Il coworking rurale nel piccolo borgo: ‘Treballu’ a Laconi apre le porte ai ‘nomadi digitali’

Andrea Tramonte

Gli spazi si trovano nel centro storico di Laconi in una casa che era parte del palazzo Aymerich: un cortile, un open space, una cucina e alcune camere da letto. Muri in pietra e un’atmosfera informale che cerca di trasmettere i valori del luogo: condivisione, comunità e lentezza. Treballu è un coworking e coliving rurale nato nel 2019 per impulso di un trentaduenne del paese, Carlo Coni, che nella vita si occupa di progettazione europea (nel campo della mobilità giovanile) e da anni si è abituato a lavorare da remoto, viaggiando di continuo ma con la ferma intenzione di non andarsene via dall’Isola. L’idea era quella di creare uno spazio di lavoro nel suo borgo che fosse in grado non solo di attirare persone da tutto il mondo, ma anche di avere un impatto sociale all’interno della comunità. Tutto è partito nel 2015 ma solo nel 2019 il progetto è entrato a pieno regime, con un aiuto inaspettato pochi mesi dopo: lo scoppio della pandemia, che per due anni ha rivoluzionato la vita lavorativa di migliaia di persone che all’improvviso si sono trovate a dover lavorare da casa. “La solitudine dello smart working esisteva anche prima del Covid – dice Carlo – ma certo la pandemia ha amplificato la situazione. Mi sono chiesto: perché non provare qui a creare uno spazio di lavoro e di vita in grado di attirare persone da tutto il mondo?”. 

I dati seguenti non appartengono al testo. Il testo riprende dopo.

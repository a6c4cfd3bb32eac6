use std::sync::Arc;

use chrono::{DateTime, TimeZone, Utc};
use gateway::Gateway;
use jsonwebtoken::{decode, DecodingKey, Validation};
use serde::Deserialize;
use serde_json::json;
use shared::{
    domain::{Role, User, UserId},
    entity::Entity,
    error::GatewayError,
    query::QueryDescriptor,
};
use thiserror::Error;
use tracing::{info, warn};

use crate::audit::AuditLog;

pub const ADMIN_LOGIN: &str = "ADMIN_LOGIN";

#[derive(Debug, Error)]
pub enum AccessError {
    #[error("no active session")]
    NoSession,
    #[error("malformed access token: {0}")]
    MalformedToken(String),
    #[error("session expired at {0}")]
    Expired(DateTime<Utc>),
    #[error("no profile found for user {0}")]
    MissingProfile(UserId),
    #[error("role '{}' may not use the admin panel", .role.as_deref().unwrap_or("none"))]
    InsufficientRole { role: Option<String> },
    #[error(transparent)]
    Gateway(#[from] GatewayError),
}

#[derive(Debug, Deserialize)]
struct SessionClaims {
    sub: String,
    #[serde(default)]
    email: Option<String>,
    exp: i64,
}

#[derive(Debug, Clone, PartialEq, Eq)]
pub struct Session {
    pub user_id: UserId,
    pub email: Option<String>,
    pub expires_at: DateTime<Utc>,
}

impl Session {
    /// Reads the claims of an auth-service access token. The signature is not checked here;
    /// the store verifies it on every request the token is attached to.
    pub fn from_access_token(token: &str) -> Result<Self, AccessError> {
        let mut validation = Validation::default();
        validation.insecure_disable_signature_validation();
        validation.validate_exp = false;
        validation.validate_aud = false;
        validation.required_spec_claims.clear();

        let key = DecodingKey::from_secret(&[]);
        let data = decode::<SessionClaims>(token.trim(), &key, &validation)
            .map_err(|err| AccessError::MalformedToken(err.to_string()))?;
        let claims = data.claims;
        let expires_at = Utc
            .timestamp_opt(claims.exp, 0)
            .single()
            .ok_or_else(|| AccessError::MalformedToken(format!("invalid exp {}", claims.exp)))?;

        Ok(Self {
            user_id: UserId(claims.sub),
            email: claims.email,
            expires_at,
        })
    }

    pub fn is_expired_at(&self, now: DateTime<Utc>) -> bool {
        self.expires_at <= now
    }
}

#[derive(Debug, Clone, PartialEq, Eq)]
pub struct AdminPrincipal {
    pub user_id: UserId,
    pub email: Option<String>,
    pub username: Option<String>,
    pub role: Role,
}

/// Confirms a session belongs to an admin before any list view is mounted.
pub struct AccessValidator {
    gateway: Arc<dyn Gateway>,
}

impl AccessValidator {
    pub fn new(gateway: Arc<dyn Gateway>) -> Self {
        Self { gateway }
    }

    pub async fn validate(
        &self,
        session: Option<&Session>,
        now: DateTime<Utc>,
    ) -> Result<AdminPrincipal, AccessError> {
        let session = session.ok_or(AccessError::NoSession)?;
        if session.is_expired_at(now) {
            return Err(AccessError::Expired(session.expires_at));
        }

        // Full row: the role check must not depend on optional profile columns.
        let descriptor = QueryDescriptor::new(User::TABLE)
            .select("*")
            .eq("id", session.user_id.as_str())
            .limit(1);
        let profile = gateway::fetch::<User>(self.gateway.as_ref(), &descriptor)
            .await?
            .pop()
            .ok_or_else(|| AccessError::MissingProfile(session.user_id.clone()))?;

        let role = match profile.parsed_role() {
            Some(role) if role.is_admin() => role,
            _ => {
                warn!(user_id = %session.user_id, role = ?profile.role, "admin access denied");
                return Err(AccessError::InsufficientRole {
                    role: profile.role.clone(),
                });
            }
        };

        info!(user_id = %session.user_id, role = role.as_str(), "admin access granted");
        Ok(AdminPrincipal {
            user_id: session.user_id.clone(),
            email: profile.email.or_else(|| session.email.clone()),
            username: profile.username,
            role,
        })
    }

    /// Validates the session and opens the audit trail of the granted admin with an
    /// `ADMIN_LOGIN` entry.
    pub async fn sign_in(
        &self,
        session: Option<&Session>,
        now: DateTime<Utc>,
        user_agent: Option<String>,
    ) -> Result<(AdminPrincipal, AuditLog), AccessError> {
        let principal = self.validate(session, now).await?;
        let audit = AuditLog::new(
            self.gateway.clone(),
            Some(principal.user_id.clone()),
            user_agent,
        );
        audit.record(ADMIN_LOGIN, json!({})).await;
        Ok((principal, audit))
    }
}

#[cfg(test)]
#[path = "tests/access_tests.rs"]
mod tests;
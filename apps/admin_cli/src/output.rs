use std::fmt::Write as _;

use admin_core::{render::species_label, DashboardStats, DisplayRow, PageInfo, ReportTally};
use shared::domain::Breed;

/// Lays rows out as a plain-text table.
pub fn render_table(rows: &[DisplayRow]) -> String {
    let Some(first) = rows.first() else {
        return String::new();
    };

    let mut header: Vec<String> = vec!["ID".into(), "NAME".into(), "DETAIL".into()];
    header.extend(first.columns.iter().map(|(key, _)| key.to_uppercase()));
    header.extend(["STATUS".into(), "CREATED".into()]);

    let body: Vec<Vec<String>> = rows
        .iter()
        .map(|row| {
            let mut cells = vec![row.id.clone(), row.title.clone(), row.subtitle.clone()];
            cells.extend(row.columns.iter().map(|(_, value)| value.clone()));
            cells.push(
                row.badges
                    .iter()
                    .map(|badge| badge.label.as_str())
                    .collect::<Vec<_>>()
                    .join(", "),
            );
            cells.push(format!("{} ({})", row.created, row.created_relative));
            cells
        })
        .collect();

    layout(&header, &body)
}

/// Breed catalogue table; retired breeds are marked instead of hidden.
pub fn render_breeds(breeds: &[Breed]) -> String {
    if breeds.is_empty() {
        return "No breeds configured.\n".to_string();
    }

    let header: Vec<String> = ["ID", "NAME", "SPECIES", "ACTIVE"]
        .into_iter()
        .map(String::from)
        .collect();
    let body: Vec<Vec<String>> = breeds
        .iter()
        .map(|breed| {
            vec![
                breed.id.to_string(),
                breed.name.clone().unwrap_or_default(),
                species_label(breed.species.as_deref()),
                if breed.is_active() { "yes" } else { "no" }.to_string(),
            ]
        })
        .collect();

    layout(&header, &body)
}

/// Column widths follow the widest cell, header included.
fn layout(header: &[String], body: &[Vec<String>]) -> String {
    let mut widths: Vec<usize> = header.iter().map(|cell| cell.chars().count()).collect();
    for cells in body {
        for (width, cell) in widths.iter_mut().zip(cells) {
            *width = (*width).max(cell.chars().count());
        }
    }

    let mut out = String::new();
    write_line(&mut out, header, &widths);
    for cells in body {
        write_line(&mut out, cells, &widths);
    }
    out
}

fn write_line(out: &mut String, cells: &[String], widths: &[usize]) {
    let line = cells
        .iter()
        .zip(widths)
        .map(|(cell, &width)| format!("{cell:<width$}"))
        .collect::<Vec<_>>()
        .join("  ");
    let _ = writeln!(out, "{}", line.trim_end());
}

pub fn render_footer(info: &PageInfo) -> String {
    if info.total_items == 0 {
        return String::new();
    }
    let mut footer = format!(
        "Showing {}-{} of {} (page {}/{})",
        info.first, info.last, info.total_items, info.page, info.total_pages
    );
    if info.has_prev {
        footer.push_str(&format!("  prev: --page {}", info.page - 1));
    }
    if info.has_next {
        footer.push_str(&format!("  next: --page {}", info.page + 1));
    }
    footer
}

/// Table plus footer, or the empty-state line when nothing matches.
pub fn render_list(noun: &str, rows: &[DisplayRow], info: &PageInfo) -> String {
    if info.total_items == 0 {
        return format!("No {noun} match the current filters.\n");
    }
    format!("{}{}\n", render_table(rows), render_footer(info))
}

pub fn render_stats(stats: &DashboardStats) -> String {
    let cards = stats.cards();
    let width = cards
        .iter()
        .map(|(label, _)| label.len())
        .max()
        .unwrap_or_default();
    let mut out = String::new();
    for (label, value) in cards {
        let _ = writeln!(out, "{label:<width$}  {value}");
    }
    out
}

pub fn render_tally(tally: &ReportTally) -> String {
    format!(
        "pending: {}  resolved: {}  dismissed: {}",
        tally.pending, tally.resolved, tally.dismissed
    )
}

#[cfg(test)]
#[path = "tests/output_tests.rs"]
mod tests;
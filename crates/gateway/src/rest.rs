use async_trait::async_trait;
use reqwest::{header::CONTENT_RANGE, Client, RequestBuilder, Response};
use serde_json::Value;
use shared::{
    error::{GatewayError, StoreErrorBody},
    query::{Filters, Operation, QueryDescriptor, QueryResult},
};
use thiserror::Error;
use tracing::{debug, warn};
use url::Url;

use crate::{Gateway, Record};

const REST_PREFIX: &str = "rest/v1/";
const PREFER_REPRESENTATION: &str = "return=representation";

#[derive(Debug, Clone)]
pub struct RestGatewayConfig {
    pub base_url: String,
    pub api_key: String,
    /// Session token of the signed-in admin. Requests fall back to the anon key without it.
    pub access_token: Option<String>,
    pub user_agent: Option<String>,
}

#[derive(Debug, Error)]
pub enum SetupError {
    #[error("invalid backend url: {0}")]
    Url(#[from] url::ParseError),
    #[error("failed to build http client: {0}")]
    Client(#[from] reqwest::Error),
}

/// Gateway speaking the PostgREST dialect of the hosted store.
pub struct RestGateway {
    http: Client,
    rest_root: Url,
    api_key: String,
    bearer: String,
}

impl RestGateway {
    pub fn new(config: RestGatewayConfig) -> Result<Self, SetupError> {
        let mut base = config.base_url.trim().trim_end_matches('/').to_string();
        base.push('/');
        let rest_root = Url::parse(&base)?.join(REST_PREFIX)?;

        let mut builder = Client::builder();
        if let Some(user_agent) = &config.user_agent {
            builder = builder.user_agent(user_agent.clone());
        }

        let bearer = config
            .access_token
            .clone()
            .unwrap_or_else(|| config.api_key.clone());

        Ok(Self {
            http: builder.build()?,
            rest_root,
            api_key: config.api_key,
            bearer,
        })
    }

    pub fn rest_root(&self) -> &Url {
        &self.rest_root
    }

    fn table_url(&self, table: &str, operation: Operation) -> Result<Url, GatewayError> {
        if table.is_empty() || table.contains('/') {
            return Err(GatewayError::new(
                table,
                operation,
                "table name must be a single path segment",
            ));
        }
        self.rest_root
            .join(table)
            .map_err(|err| GatewayError::new(table, operation, err.to_string()))
    }

    fn authorized(&self, builder: RequestBuilder) -> RequestBuilder {
        builder
            .header("apikey", &self.api_key)
            .bearer_auth(&self.bearer)
    }

    async fn send(
        &self,
        table: &str,
        operation: Operation,
        builder: RequestBuilder,
    ) -> Result<Response, GatewayError> {
        debug!(table, %operation, "store request");
        let response = self
            .authorized(builder)
            .send()
            .await
            .map_err(|err| GatewayError::new(table, operation, format!("transport: {err}")))?;

        let status = response.status();
        if status.is_success() {
            return Ok(response);
        }

        let raw = response.text().await.unwrap_or_default();
        let message = serde_json::from_str::<StoreErrorBody>(&raw)
            .ok()
            .and_then(|body| body.describe())
            .unwrap_or_else(|| {
                if raw.trim().is_empty() {
                    format!("store responded with {status}")
                } else {
                    format!("store responded with {status}: {}", raw.trim())
                }
            });
        warn!(table, %operation, %status, "store request rejected");
        Err(GatewayError::new(table, operation, message))
    }

    async fn json_rows(
        table: &str,
        operation: Operation,
        response: Response,
    ) -> Result<Vec<Value>, GatewayError> {
        response
            .json::<Vec<Value>>()
            .await
            .map_err(|err| GatewayError::new(table, operation, format!("invalid body: {err}")))
    }

    async fn single_row(
        table: &str,
        operation: Operation,
        response: Response,
    ) -> Result<Value, GatewayError> {
        Self::json_rows(table, operation, response)
            .await?
            .into_iter()
            .next()
            .ok_or_else(|| GatewayError::new(table, operation, "no row matched"))
    }
}

fn append_filters(url: &mut Url, filters: &Filters) {
    let mut pairs = url.query_pairs_mut();
    for (field, value) in filters {
        pairs.append_pair(field, &format!("eq.{value}"));
    }
}

fn append_id(url: &mut Url, id: &str) {
    url.query_pairs_mut().append_pair("id", &format!("eq.{id}"));
}

/// Total from a `Content-Range` header (`0-24/573` or `*/573`). `*` totals yield `None`.
pub(crate) fn parse_content_range_total(value: &str) -> Option<u64> {
    let (_, total) = value.trim().rsplit_once('/')?;
    total.trim().parse().ok()
}

fn content_range_total(response: &Response) -> Option<u64> {
    response
        .headers()
        .get(CONTENT_RANGE)
        .and_then(|value| value.to_str().ok())
        .and_then(parse_content_range_total)
}

#[async_trait]
impl Gateway for RestGateway {
    async fn query(&self, descriptor: &QueryDescriptor) -> Result<QueryResult, GatewayError> {
        let table = descriptor.table.as_str();
        let mut url = self.table_url(table, Operation::Query)?;
        url.query_pairs_mut()
            .append_pair("select", &descriptor.compact_select());
        append_filters(&mut url, &descriptor.filters);
        {
            let order = descriptor.effective_order();
            let direction = if order.ascending { "asc" } else { "desc" };
            let mut pairs = url.query_pairs_mut();
            pairs.append_pair("order", &format!("{}.{direction}", order.field));
            // An explicit window wins over a bare limit.
            match (descriptor.range, descriptor.limit) {
                (Some(range), _) => {
                    pairs.append_pair("offset", &range.from.to_string());
                    pairs.append_pair("limit", &range.len().to_string());
                }
                (None, Some(limit)) => {
                    pairs.append_pair("limit", &limit.to_string());
                }
                (None, None) => {}
            }
        }

        let response = self
            .send(table, Operation::Query, self.http.get(url))
            .await?;
        let count = content_range_total(&response);
        let rows = Self::json_rows(table, Operation::Query, response).await?;
        debug!(table, rows = rows.len(), "store query complete");
        Ok(QueryResult { rows, count })
    }

    async fn count(&self, table: &str, filters: &Filters) -> Result<u64, GatewayError> {
        let mut url = self.table_url(table, Operation::Count)?;
        url.query_pairs_mut().append_pair("select", "*");
        append_filters(&mut url, filters);

        let response = self
            .send(
                table,
                Operation::Count,
                self.http.head(url).header("Prefer", "count=exact"),
            )
            .await?;
        content_range_total(&response).ok_or_else(|| {
            GatewayError::new(table, Operation::Count, "response carried no row total")
        })
    }

    async fn insert(&self, table: &str, record: &Record) -> Result<Value, GatewayError> {
        let url = self.table_url(table, Operation::Insert)?;
        let response = self
            .send(
                table,
                Operation::Insert,
                self.http
                    .post(url)
                    .header("Prefer", PREFER_REPRESENTATION)
                    .json(record),
            )
            .await?;
        Self::single_row(table, Operation::Insert, response).await
    }

    async fn update(
        &self,
        table: &str,
        id: &str,
        changes: &Record,
    ) -> Result<Value, GatewayError> {
        let mut url = self.table_url(table, Operation::Update)?;
        append_id(&mut url, id);
        let response = self
            .send(
                table,
                Operation::Update,
                self.http
                    .patch(url)
                    .header("Prefer", PREFER_REPRESENTATION)
                    .json(changes),
            )
            .await?;
        Self::single_row(table, Operation::Update, response).await
    }

    async fn delete(&self, table: &str, id: &str) -> Result<bool, GatewayError> {
        let mut url = self.table_url(table, Operation::Delete)?;
        append_id(&mut url, id);
        let response = self
            .send(
                table,
                Operation::Delete,
                self.http
                    .delete(url)
                    .header("Prefer", PREFER_REPRESENTATION),
            )
            .await?;
        // A bodiless success means the store kept no representation, so nothing matched.
        let raw = response.text().await.map_err(|err| {
            GatewayError::new(table, Operation::Delete, format!("invalid body: {err}"))
        })?;
        if raw.trim().is_empty() {
            return Ok(false);
        }
        let rows: Vec<Value> = serde_json::from_str(&raw).map_err(|err| {
            GatewayError::new(table, Operation::Delete, format!("invalid body: {err}"))
        })?;
        debug!(table, removed = rows.len(), "store delete complete");
        Ok(!rows.is_empty())
    }
}
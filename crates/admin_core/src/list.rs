use std::{
    collections::HashMap,
    sync::{
        atomic::{AtomicU64, Ordering},
        Arc,
    },
};

use gateway::Gateway;
use shared::{
    entity::{Entity, FilterField, FILTER_ALL},
    error::{GatewayError, StateError},
};
use tokio::sync::Mutex;
use tracing::{debug, info, warn};

#[derive(Debug, Clone, Copy, PartialEq, Eq)]
pub enum PageChange {
    Moved(usize),
    Clamped { requested: usize, page: usize },
}

impl PageChange {
    pub fn page(self) -> usize {
        match self {
            PageChange::Moved(page) | PageChange::Clamped { page, .. } => page,
        }
    }
}

/// Pagination summary for the "showing a-b of n" footer.
#[derive(Debug, Clone, Copy, PartialEq, Eq)]
pub struct PageInfo {
    pub page: usize,
    pub total_pages: usize,
    pub total_items: usize,
    /// 1-based index of the first item on the page, 0 when the view is empty.
    pub first: usize,
    pub last: usize,
    pub has_prev: bool,
    pub has_next: bool,
}

/// Fetched collection plus the filter, search and paging inputs of one list view.
#[derive(Debug, Clone)]
pub struct ListState<E: Entity> {
    all_items: Vec<E>,
    filters: HashMap<E::Field, String>,
    search_term: String,
    search_lower: String,
    current_page: usize,
    page_size: usize,
}

impl<E: Entity> Default for ListState<E> {
    fn default() -> Self {
        Self::new()
    }
}

impl<E: Entity> ListState<E> {
    pub fn new() -> Self {
        Self::with_page_size(E::PAGE_SIZE)
    }

    pub fn with_page_size(page_size: usize) -> Self {
        let filters = E::Field::ALL
            .iter()
            .map(|field| (*field, E::default_filter(*field).to_string()))
            .collect();
        Self {
            all_items: Vec::new(),
            filters,
            search_term: String::new(),
            search_lower: String::new(),
            current_page: 1,
            page_size: page_size.max(1),
        }
    }

    pub fn all_items(&self) -> &[E] {
        &self.all_items
    }

    pub fn replace_items(&mut self, items: Vec<E>) {
        self.all_items = items;
        self.current_page = 1;
    }

    pub fn filter(&self, field: E::Field) -> &str {
        self.filters
            .get(&field)
            .map(String::as_str)
            .unwrap_or(FILTER_ALL)
    }

    pub fn search_term(&self) -> &str {
        &self.search_term
    }

    pub fn current_page(&self) -> usize {
        self.current_page
    }

    pub fn page_size(&self) -> usize {
        self.page_size
    }

    pub fn set_filter(&mut self, field: E::Field, value: impl Into<String>) {
        self.filters.insert(field, value.into());
        self.current_page = 1;
    }

    pub fn set_search(&mut self, term: impl Into<String>) {
        self.search_term = term.into();
        self.search_lower = self.search_term.to_lowercase();
        self.current_page = 1;
    }

    pub fn matches(&self, item: &E) -> bool {
        let search_ok = self.search_lower.is_empty()
            || item
                .search_texts()
                .into_iter()
                .any(|text| text.to_lowercase().contains(&self.search_lower));
        if !search_ok {
            return false;
        }

        self.filters
            .iter()
            .filter(|(_, value)| value.as_str() != FILTER_ALL)
            .all(|(field, value)| item.field_value(*field) == Some(value.as_str()))
    }

    /// Items passing search and filters, in fetch order.
    pub fn filtered_view(&self) -> Vec<&E> {
        self.all_items
            .iter()
            .filter(|item| self.matches(item))
            .collect()
    }

    pub fn filtered_len(&self) -> usize {
        self.all_items
            .iter()
            .filter(|item| self.matches(item))
            .count()
    }

    pub fn total_pages(&self) -> usize {
        self.filtered_len().div_ceil(self.page_size)
    }

    /// Moves to `page`, clamped to the pages that currently exist (page 1 when empty).
    pub fn go_to_page(&mut self, page: usize) -> PageChange {
        let total_pages = self.total_pages();
        let clamped = page.clamp(1, total_pages.max(1));
        self.current_page = clamped;
        if clamped == page {
            return PageChange::Moved(clamped);
        }

        let err = StateError::PageOutOfRange {
            requested: page,
            total_pages,
        };
        debug!(table = E::TABLE, error = %err, page = clamped, "page request clamped");
        PageChange::Clamped {
            requested: page,
            page: clamped,
        }
    }

    pub fn current_page_items(&self) -> Vec<&E> {
        let view = self.filtered_view();
        let start = (self.current_page - 1) * self.page_size;
        if start >= view.len() {
            return Vec::new();
        }
        let end = (start + self.page_size).min(view.len());
        view[start..end].to_vec()
    }

    pub fn page_info(&self) -> PageInfo {
        let total_items = self.filtered_len();
        let total_pages = total_items.div_ceil(self.page_size);
        let start = (self.current_page - 1) * self.page_size;
        PageInfo {
            page: self.current_page,
            total_pages,
            total_items,
            first: if start < total_items { start + 1 } else { 0 },
            last: (self.current_page * self.page_size).min(total_items),
            has_prev: self.current_page > 1,
            has_next: self.current_page < total_pages,
        }
    }

    pub fn find(&self, id: &str) -> Option<&E> {
        self.all_items.iter().find(|item| item.id() == id)
    }
}

#[derive(Debug, Clone, Copy, PartialEq, Eq)]
pub enum LoadOutcome {
    Applied { items: usize },
    /// A later load was dispatched before this one resolved; its response was dropped.
    Superseded,
}

/// Owns one list view. Build a fresh controller per mounted view.
pub struct ListController<E: Entity> {
    gateway: Arc<dyn Gateway>,
    state: Mutex<ListState<E>>,
    dispatched: AtomicU64,
}

impl<E: Entity> ListController<E> {
    pub fn new(gateway: Arc<dyn Gateway>) -> Self {
        Self::with_state(gateway, ListState::new())
    }

    pub fn with_state(gateway: Arc<dyn Gateway>, state: ListState<E>) -> Self {
        Self {
            gateway,
            state: Mutex::new(state),
            dispatched: AtomicU64::new(0),
        }
    }

    /// Replaces the collection with a fresh fetch. On failure the previous items stay in
    /// place and the error is returned.
    pub async fn load(&self) -> Result<LoadOutcome, GatewayError> {
        let seq = self.dispatched.fetch_add(1, Ordering::SeqCst) + 1;
        debug!(table = E::TABLE, seq, "list load dispatched");

        let fetched = gateway::fetch::<E>(self.gateway.as_ref(), &E::list_descriptor()).await;

        let mut guard = self.state.lock().await;
        if seq != self.dispatched.load(Ordering::SeqCst) {
            debug!(table = E::TABLE, seq, "discarding superseded list load");
            return Ok(LoadOutcome::Superseded);
        }

        match fetched {
            Ok(items) => {
                let count = items.len();
                guard.replace_items(items);
                info!(table = E::TABLE, count, "list loaded");
                Ok(LoadOutcome::Applied { items: count })
            }
            Err(err) => {
                warn!(
                    table = E::TABLE,
                    error = %err,
                    kept = guard.all_items().len(),
                    "list load failed, keeping previous items"
                );
                Err(err)
            }
        }
    }

    pub async fn set_filter(&self, field: E::Field, value: impl Into<String>) {
        self.state.lock().await.set_filter(field, value);
    }

    pub async fn set_search(&self, term: impl Into<String>) {
        self.state.lock().await.set_search(term);
    }

    pub async fn go_to_page(&self, page: usize) -> PageChange {
        self.state.lock().await.go_to_page(page)
    }

    pub async fn current_page_items(&self) -> Vec<E> {
        self.state
            .lock()
            .await
            .current_page_items()
            .into_iter()
            .cloned()
            .collect()
    }

    pub async fn page_info(&self) -> PageInfo {
        self.state.lock().await.page_info()
    }

    pub async fn find(&self, id: &str) -> Option<E> {
        self.state.lock().await.find(id).cloned()
    }

    /// Runs `f` against the current state without holding the lock across an await.
    pub async fn read<R>(&self, f: impl FnOnce(&ListState<E>) -> R) -> R {
        let guard = self.state.lock().await;
        f(&guard)
    }
}

#[cfg(test)]
#[path = "tests/list_tests.rs"]
mod tests;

Attualmente da Treballu c’è un ‘nomade digitale’ tedesco che prima per andare in ufficio era costretto a spostamenti di mezz’ora, all’andata e al ritorno: ora in pochi minuti raggiunge la sua postazione e inizia a lavorare. Lo stesso vale per alcuni ragazzi del Nord Europa ospiti della struttura. A giugno arriveranno persone dagli Stati Uniti, dal Canada e dall’Australia. Le sale adibite a uffici sono state trasformate in camere da letto per ospitare chi vuole vivere a Laconi e lavorare nello spazio. Per il resto ci si appoggia ad altre strutture del paese. “Ci siamo resi conto di avere la necessità di portare nuove persone nel progetto per avere una contaminazione costante dall’esterno. E l’idea progettuale evolve di continuo”. La questione dell’impatto positivo all’interno del paese è dirimente. “Non vogliamo spingere sul turismo e provare ad attirare le persone in quest’ottica – precisa -. Cerchiamo di rivolgerci più alla comunità locale, di mettere al centro le persone: cerchiamo di farci scegliere perché qui c’è una interazione personale e professionale unica, insieme a una esperienza di vita che non puoi fare altrove”. Il modo per dare impulso alla vita del borgo è anche quella di portare avanti iniziative culturali e laboratori indirizzati alla cittadinanza. Ci sono le “Storie dal vicolo”, una serie di appuntamenti estivi ospitati dal cortile di Treballu con presentazioni di libri, concerti e proiezioni. Poi c’è “Fucine creative”, dei laboratori di comunità che servono a condividere competenze su argomenti che possono andare dalle criptovalute alla costruzione di cestini sardi. 

“Siamo un po’ contro la filosofia del borgo come nuovo eldorado dello stile di vita lento – spiega Carlo -. Molti interpretano i piccoli paesi come luoghi turistici ideali. Ma la questione determinante è come dare servizi alle persone che vivono nel paese 365 giorni all’anno. Portare persone da fuori significa avere uno scambio costante di idee e professionalità che può far crescere il contesto. Valorizzare il fatto che qui ci sono persone che vogliono dare un contributo al territorio, a questo piccolo pezzo di mondo”.